WHAT YOU NEED TO DO |
Return all lines in the data where the string "IntoIterator" can be found.
________________
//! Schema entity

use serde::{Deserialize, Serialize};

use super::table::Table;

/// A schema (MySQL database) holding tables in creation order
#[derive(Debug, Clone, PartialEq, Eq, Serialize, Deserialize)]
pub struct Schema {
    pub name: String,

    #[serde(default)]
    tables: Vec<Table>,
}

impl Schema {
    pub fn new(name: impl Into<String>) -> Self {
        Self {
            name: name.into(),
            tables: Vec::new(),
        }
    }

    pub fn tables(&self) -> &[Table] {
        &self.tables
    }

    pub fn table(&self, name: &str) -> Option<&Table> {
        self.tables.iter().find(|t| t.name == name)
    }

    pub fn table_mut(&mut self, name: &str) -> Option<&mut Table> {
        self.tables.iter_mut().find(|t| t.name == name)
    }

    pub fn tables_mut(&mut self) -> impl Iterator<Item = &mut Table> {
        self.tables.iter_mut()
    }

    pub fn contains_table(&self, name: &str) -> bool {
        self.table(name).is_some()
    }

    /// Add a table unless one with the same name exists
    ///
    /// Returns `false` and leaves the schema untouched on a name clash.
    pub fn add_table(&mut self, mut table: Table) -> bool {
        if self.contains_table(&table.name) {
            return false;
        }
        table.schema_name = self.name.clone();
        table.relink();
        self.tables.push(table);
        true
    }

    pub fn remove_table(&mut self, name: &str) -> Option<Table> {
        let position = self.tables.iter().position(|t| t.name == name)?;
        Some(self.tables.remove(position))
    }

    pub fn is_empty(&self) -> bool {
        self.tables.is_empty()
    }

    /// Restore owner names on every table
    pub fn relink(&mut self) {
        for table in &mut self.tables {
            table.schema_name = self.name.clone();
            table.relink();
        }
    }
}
________________
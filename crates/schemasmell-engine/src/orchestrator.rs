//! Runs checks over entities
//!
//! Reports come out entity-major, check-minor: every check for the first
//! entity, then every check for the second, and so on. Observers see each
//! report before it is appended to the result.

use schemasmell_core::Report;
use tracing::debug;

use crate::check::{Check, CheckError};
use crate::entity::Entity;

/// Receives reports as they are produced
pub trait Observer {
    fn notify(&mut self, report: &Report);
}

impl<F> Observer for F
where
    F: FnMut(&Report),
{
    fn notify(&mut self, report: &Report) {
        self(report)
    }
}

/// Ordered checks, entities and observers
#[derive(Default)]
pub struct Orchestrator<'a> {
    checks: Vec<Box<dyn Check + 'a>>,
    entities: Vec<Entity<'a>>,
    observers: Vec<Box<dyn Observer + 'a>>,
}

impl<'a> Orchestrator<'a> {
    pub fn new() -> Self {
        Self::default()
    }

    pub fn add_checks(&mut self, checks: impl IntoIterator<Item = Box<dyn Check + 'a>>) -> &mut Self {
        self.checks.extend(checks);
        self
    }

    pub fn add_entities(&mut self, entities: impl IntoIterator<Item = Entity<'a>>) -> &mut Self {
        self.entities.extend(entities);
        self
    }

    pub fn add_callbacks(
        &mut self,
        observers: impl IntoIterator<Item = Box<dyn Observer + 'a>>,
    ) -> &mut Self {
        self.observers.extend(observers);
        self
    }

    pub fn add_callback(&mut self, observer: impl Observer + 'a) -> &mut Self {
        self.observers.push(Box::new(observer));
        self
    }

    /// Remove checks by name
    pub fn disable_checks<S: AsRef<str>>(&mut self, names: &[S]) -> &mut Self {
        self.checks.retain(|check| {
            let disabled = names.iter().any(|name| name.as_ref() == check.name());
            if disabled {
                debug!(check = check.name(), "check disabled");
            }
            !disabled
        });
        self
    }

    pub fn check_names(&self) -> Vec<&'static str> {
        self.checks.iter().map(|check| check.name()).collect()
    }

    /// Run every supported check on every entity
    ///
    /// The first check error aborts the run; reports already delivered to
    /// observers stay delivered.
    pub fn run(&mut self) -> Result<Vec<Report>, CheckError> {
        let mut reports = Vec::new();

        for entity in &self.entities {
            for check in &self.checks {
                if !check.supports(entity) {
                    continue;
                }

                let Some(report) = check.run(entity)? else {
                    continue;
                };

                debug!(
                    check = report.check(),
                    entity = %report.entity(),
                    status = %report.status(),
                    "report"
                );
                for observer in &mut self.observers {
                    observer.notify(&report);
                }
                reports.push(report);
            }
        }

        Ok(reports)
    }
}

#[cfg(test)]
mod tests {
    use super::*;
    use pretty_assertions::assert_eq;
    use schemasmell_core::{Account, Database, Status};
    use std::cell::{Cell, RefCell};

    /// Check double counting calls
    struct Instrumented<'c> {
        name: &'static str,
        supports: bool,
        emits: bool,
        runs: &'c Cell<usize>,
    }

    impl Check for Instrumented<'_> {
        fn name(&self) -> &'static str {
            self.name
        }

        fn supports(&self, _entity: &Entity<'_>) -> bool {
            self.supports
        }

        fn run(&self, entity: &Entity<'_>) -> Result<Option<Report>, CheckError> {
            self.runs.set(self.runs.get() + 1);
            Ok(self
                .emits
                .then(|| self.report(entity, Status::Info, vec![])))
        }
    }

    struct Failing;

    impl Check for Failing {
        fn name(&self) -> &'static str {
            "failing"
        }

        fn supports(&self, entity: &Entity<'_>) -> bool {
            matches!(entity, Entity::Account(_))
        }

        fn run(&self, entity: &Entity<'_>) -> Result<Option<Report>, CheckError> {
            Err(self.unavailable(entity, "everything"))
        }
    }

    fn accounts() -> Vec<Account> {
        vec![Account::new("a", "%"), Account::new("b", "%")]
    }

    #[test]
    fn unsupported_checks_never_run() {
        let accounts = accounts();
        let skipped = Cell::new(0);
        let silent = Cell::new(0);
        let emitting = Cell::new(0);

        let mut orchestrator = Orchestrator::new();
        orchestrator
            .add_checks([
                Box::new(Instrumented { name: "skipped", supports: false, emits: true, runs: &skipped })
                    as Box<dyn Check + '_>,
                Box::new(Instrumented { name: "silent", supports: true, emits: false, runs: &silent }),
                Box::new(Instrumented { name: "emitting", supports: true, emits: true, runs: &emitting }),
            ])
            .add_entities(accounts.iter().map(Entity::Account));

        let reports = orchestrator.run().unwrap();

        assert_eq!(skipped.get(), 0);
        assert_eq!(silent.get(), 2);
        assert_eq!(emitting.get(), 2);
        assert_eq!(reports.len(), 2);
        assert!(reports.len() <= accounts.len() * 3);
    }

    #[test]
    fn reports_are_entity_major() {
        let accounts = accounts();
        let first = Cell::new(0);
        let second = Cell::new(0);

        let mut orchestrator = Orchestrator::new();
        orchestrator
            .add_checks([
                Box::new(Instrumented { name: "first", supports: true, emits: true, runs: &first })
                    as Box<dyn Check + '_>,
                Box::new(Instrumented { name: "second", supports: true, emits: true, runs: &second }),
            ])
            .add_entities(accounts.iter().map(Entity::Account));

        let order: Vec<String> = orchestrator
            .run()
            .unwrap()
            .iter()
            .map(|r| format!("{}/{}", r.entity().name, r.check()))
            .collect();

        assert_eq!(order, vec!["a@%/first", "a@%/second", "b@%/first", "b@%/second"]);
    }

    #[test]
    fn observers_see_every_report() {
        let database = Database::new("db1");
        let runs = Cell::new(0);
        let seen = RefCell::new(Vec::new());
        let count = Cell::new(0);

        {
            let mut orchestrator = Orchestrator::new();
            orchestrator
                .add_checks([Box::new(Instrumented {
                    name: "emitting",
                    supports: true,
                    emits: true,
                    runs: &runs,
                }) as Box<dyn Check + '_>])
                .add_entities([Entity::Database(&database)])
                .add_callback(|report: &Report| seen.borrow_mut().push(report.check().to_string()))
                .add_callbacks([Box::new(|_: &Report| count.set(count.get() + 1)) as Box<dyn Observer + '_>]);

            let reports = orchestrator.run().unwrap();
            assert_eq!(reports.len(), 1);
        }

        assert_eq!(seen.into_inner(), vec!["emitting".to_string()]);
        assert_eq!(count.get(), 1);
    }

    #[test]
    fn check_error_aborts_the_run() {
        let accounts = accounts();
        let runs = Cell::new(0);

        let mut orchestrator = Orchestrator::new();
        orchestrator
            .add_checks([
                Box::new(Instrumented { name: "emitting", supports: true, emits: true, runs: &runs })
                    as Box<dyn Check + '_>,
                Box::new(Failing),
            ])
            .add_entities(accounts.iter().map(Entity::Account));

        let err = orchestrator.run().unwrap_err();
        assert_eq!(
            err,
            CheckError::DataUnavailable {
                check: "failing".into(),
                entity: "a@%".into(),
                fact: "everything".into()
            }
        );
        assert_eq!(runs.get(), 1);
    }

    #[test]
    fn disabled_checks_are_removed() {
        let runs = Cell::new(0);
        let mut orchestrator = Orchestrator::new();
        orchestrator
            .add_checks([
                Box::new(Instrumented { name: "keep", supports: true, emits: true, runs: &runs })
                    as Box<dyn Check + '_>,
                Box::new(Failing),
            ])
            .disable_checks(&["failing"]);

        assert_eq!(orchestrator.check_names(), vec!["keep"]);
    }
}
________________
SOLUTION TO THIS EXERCISE |
    pub fn add_checks(&mut self, checks: impl IntoIterator<Item = Box<dyn Check + 'a>>) -> &mut Self {
    pub fn add_entities(&mut self, entities: impl IntoIterator<Item = Entity<'a>>) -> &mut Self {
        observers: impl IntoIterator<Item = Box<dyn Observer + 'a>>,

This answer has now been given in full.